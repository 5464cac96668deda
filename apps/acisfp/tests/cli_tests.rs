//! Integration tests for acisfp CLI commands.
//!
//! Uses tempfile for the commanded-state and catalog input files.

// Allow unwrap and panic in tests - these are standard for test code
#![allow(clippy::unwrap_used, clippy::panic)]

use acisfp::AppError;
use acisfp::cli::{
    build_source, cmd_classify, cmd_focal_plane, cmd_intervals, load_catalog_file, load_states,
    render_buckets, render_intervals, run,
};
use acisfp::config::Cli;
use acisfp_core::{
    CatalogAttributes, CatalogSource, Instrument, Obsid, ObsidInterval, OfflineCatalog,
    StaticCatalog, ThermalBuckets,
};
use clap::Parser;
use std::path::PathBuf;
use tempfile::TempDir;

// =============================================================================
// HELPER FUNCTIONS
// =============================================================================

/// Create a temporary directory for tests.
fn create_temp_dir() -> TempDir {
    tempfile::tempdir().expect("Failed to create temp dir")
}

/// One commanded-state record as JSON.
fn state(obsid: u32, power_cmd: &str, simpos: i64, t: u32) -> String {
    format!(
        r#"{{"obsid": {obsid}, "power_cmd": "{power_cmd}", "simpos": {simpos},
            "datestart": "2024:001:00:00:{t:02}", "datestop": "2024:001:00:00:{t:02}",
            "tstart": {t}.0, "tstop": {t}.0}}"#
    )
}

/// Three records that make one complete interval.
fn observation(obsid: u32, simpos: i64, t: u32) -> Vec<String> {
    vec![
        state(obsid, "WSPOW00000", simpos, t),
        state(obsid, "XTZ0000005", simpos, t + 1),
        state(obsid, "AA00000000", simpos, t + 2),
    ]
}

fn write_states(dir: &TempDir, records: &[String]) -> PathBuf {
    let path = dir.path().join("states.json");
    std::fs::write(&path, format!("[{}]", records.join(",\n"))).unwrap();
    path
}

/// ACIS-S, ACIS-I, a maneuver record, HRC-S ECS, HRC-I science.
fn create_states_json(dir: &TempDir) -> PathBuf {
    let mut records = Vec::new();
    records.extend(observation(100, 75_000, 0));
    records.extend(observation(200, 92_000, 10));
    records.push(state(40_000, "WSPOW00000", 75_000, 15));
    records.extend(observation(62_000, -99_616, 20));
    records.extend(observation(300, -50_000, 30));
    write_states(dir, &records)
}

/// Catalog file marking obsid 100 as a grating observation.
fn create_catalog_json(dir: &TempDir) -> PathBuf {
    let path = dir.path().join("catalog.json");
    let content = r#"[
        {"obsid": 100, "grating": "HETG", "ccd_count": 6, "S3": "Y", "num_counts": 12000.0},
        {"obsid": 200, "grating": "NONE", "ccd_count": 4, "S3": "N", "num_counts": 9000.0}
    ]"#;
    std::fs::write(&path, content).unwrap();
    path
}

fn parse_json_intervals(text: &str) -> Vec<ObsidInterval> {
    serde_json::from_str(text).unwrap()
}

// =============================================================================
// INPUT TESTS
// =============================================================================

#[test]
fn test_load_states_reads_all_records() {
    let temp = create_temp_dir();
    let path = create_states_json(&temp);

    let states = load_states(&path).unwrap();
    assert_eq!(states.len(), 13);
    assert_eq!(states[9].obsid, Obsid(62_000));
}

#[test]
fn test_load_states_missing_file() {
    let temp = create_temp_dir();
    let result = load_states(&temp.path().join("missing.json"));
    assert!(matches!(result, Err(AppError::Io { .. })));
}

#[test]
fn test_load_states_invalid_json() {
    let temp = create_temp_dir();
    let path = temp.path().join("bad.json");
    std::fs::write(&path, r#"[{"obsid": "x"}]"#).unwrap();

    let result = load_states(&path);
    assert!(matches!(result, Err(AppError::Json { .. })));
}

#[test]
fn test_load_catalog_file() {
    let temp = create_temp_dir();
    let path = create_catalog_json(&temp);

    let catalog = load_catalog_file(&path).unwrap();
    assert_eq!(catalog.len(), 2);
    assert_eq!(catalog.get(Obsid(100)).unwrap().grating, "HETG");
    assert_eq!(catalog.get(Obsid(200)).unwrap().s3, "N");
}

// =============================================================================
// FOCAL PLANE COMMAND TESTS
// =============================================================================

#[test]
fn test_focal_plane_text() {
    assert_eq!(cmd_focal_plane(80_655, false).unwrap(), "ACIS-S\n");
    assert_eq!(cmd_focal_plane(92_904, false).unwrap(), "ACIS-I\n");
    assert_eq!(cmd_focal_plane(0, false).unwrap(), "launchlock\n");
}

#[test]
fn test_focal_plane_json() {
    let output = cmd_focal_plane(-99_616, true).unwrap();
    let value: serde_json::Value = serde_json::from_str(&output).unwrap();
    assert_eq!(value["simpos"], -99_616);
    assert_eq!(value["instrument"], "HRC-S");
}

// =============================================================================
// INTERVALS COMMAND TESTS
// =============================================================================

#[test]
fn test_intervals_offline() {
    let temp = create_temp_dir();
    let path = create_states_json(&temp);

    let output = cmd_intervals(&path, &OfflineCatalog, true).unwrap();
    let intervals = parse_json_intervals(&output);

    let obsids: Vec<u32> = intervals.iter().map(|i| i.obsid.0).collect();
    assert_eq!(obsids, vec![100, 200, 62_000, 300]);
    assert!(intervals.iter().all(|i| !i.is_enriched()));
    assert_eq!(intervals[0].instrument, Instrument::AcisS);
    assert_eq!(intervals[0].start_science, 1.0);
    assert_eq!(intervals[0].datestop, "2024:001:00:00:02");
}

#[test]
fn test_intervals_with_catalog_file() {
    let temp = create_temp_dir();
    let states = create_states_json(&temp);
    let catalog = StaticCatalog::new(load_catalog_file(&create_catalog_json(&temp)).unwrap());

    let output = cmd_intervals(&states, &catalog, true).unwrap();
    let intervals = parse_json_intervals(&output);

    let enriched: Vec<u32> = intervals
        .iter()
        .filter(|i| i.is_enriched())
        .map(|i| i.obsid.0)
        .collect();
    assert_eq!(enriched, vec![100, 200]);
}

#[test]
fn test_intervals_text_has_one_line_per_interval() {
    let temp = create_temp_dir();
    let path = create_states_json(&temp);

    let output = cmd_intervals(&path, &OfflineCatalog, false).unwrap();
    assert_eq!(output.lines().count(), 4);
    assert!(output.lines().next().unwrap().contains("ACIS-S"));
}

#[test]
fn test_intervals_drops_unterminated_tail() {
    let temp = create_temp_dir();
    let mut records = observation(100, 75_000, 0);
    records.push(state(101, "WSPOW00000", 75_000, 5));
    records.push(state(101, "XTZ0000005", 75_000, 6));
    let path = write_states(&temp, &records);

    let output = cmd_intervals(&path, &OfflineCatalog, true).unwrap();
    assert_eq!(parse_json_intervals(&output).len(), 1);
}

// =============================================================================
// CLASSIFY COMMAND TESTS
// =============================================================================

#[test]
fn test_classify_with_catalog_file() {
    let temp = create_temp_dir();
    let states = create_states_json(&temp);
    let catalog = StaticCatalog::new(load_catalog_file(&create_catalog_json(&temp)).unwrap());

    let output = cmd_classify(&states, &catalog, true).unwrap();
    let value: serde_json::Value = serde_json::from_str(&output).unwrap();

    assert_eq!(value["acis_hot"][0]["obsid"], 100);
    assert_eq!(value["acis_i"][0]["obsid"], 200);
    assert_eq!(value["acis_s"].as_array().unwrap().len(), 0);
    assert_eq!(value["cold_ecs"][0]["obsid"], 62_000);
}

#[test]
fn test_classify_offline_nothing_is_hot() {
    let temp = create_temp_dir();
    let states = create_states_json(&temp);

    let output = cmd_classify(&states, &OfflineCatalog, false).unwrap();
    assert!(output.contains("acis_i (1)"));
    assert!(output.contains("acis_s (1)"));
    assert!(output.contains("acis_hot (0)"));
    assert!(output.contains("cold_ecs (1)"));
}

#[test]
fn test_classify_unclassifiable_exits_with_2() {
    let temp = create_temp_dir();
    // HRC-I engineering observation: survives the HRC filter, fits no bucket.
    let path = write_states(&temp, &observation(61_000, -50_000, 0));

    let err = cmd_classify(&path, &OfflineCatalog, false).unwrap_err();
    assert!(matches!(err, AppError::Classification(_)));
    assert_eq!(err.exit_code(), 2);
}

#[test]
fn test_render_intervals_lines() {
    let plain = ObsidInterval {
        obsid: Obsid(62_000),
        datestart: "d0".to_string(),
        datestop: "d1".to_string(),
        tstart: 0.0,
        tstop: 1.0,
        start_science: 0.5,
        instrument: Instrument::HrcS,
        catalog: None,
    };
    let enriched = ObsidInterval {
        obsid: Obsid(100),
        instrument: Instrument::AcisS,
        catalog: Some(CatalogAttributes {
            grating: "HETG".to_string(),
            ccd_count: 6,
            s3: "Y".to_string(),
            num_counts: 12_000.0,
        }),
        ..plain.clone()
    };

    let output = render_intervals(&[plain, enriched]);
    assert_eq!(
        output,
        " 62000  d0  d1  HRC-S  \n   100  d0  d1  ACIS-S   grating=HETG ccds=6 S3=Y counts=12000\n"
    );
}

#[test]
fn test_render_empty_buckets() {
    let output = render_buckets(&ThermalBuckets::new());
    assert_eq!(output, "acis_i (0)\nacis_s (0)\nacis_hot (0)\ncold_ecs (0)\n");
}

// =============================================================================
// DISPATCH TESTS
// =============================================================================

#[test]
fn test_run_offline_classify() {
    let temp = create_temp_dir();
    let states = create_states_json(&temp);

    let cli = Cli::try_parse_from([
        "acisfp",
        "--offline",
        "--json",
        "classify",
        states.to_str().unwrap(),
    ])
    .unwrap();
    let output = run(&cli).unwrap();
    let buckets: serde_json::Value = serde_json::from_str(&output).unwrap();
    assert_eq!(buckets["acis_s"][0]["obsid"], 100);
}

#[test]
fn test_run_with_missing_catalog_file_fails() {
    let temp = create_temp_dir();
    let states = create_states_json(&temp);
    let missing = temp.path().join("missing.json");

    let cli = Cli::try_parse_from([
        "acisfp",
        "--catalog",
        missing.to_str().unwrap(),
        "intervals",
        states.to_str().unwrap(),
    ])
    .unwrap();
    let err = run(&cli).unwrap_err();
    assert_eq!(err.exit_code(), 1);
}

#[test]
fn test_build_source_offline_reports_offline() {
    let cli = Cli::try_parse_from(["acisfp", "--offline", "focal-plane", "0"]).unwrap();
    let source = build_source(&cli.catalog).unwrap();
    assert!(source.fetch_catalog(&[Obsid(1)]).is_err());
}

WHAT TO DO:
Where the string "ObsidInterval" appears in a line of the material above, count that line, and say only how many there are.

OUTPUT:
4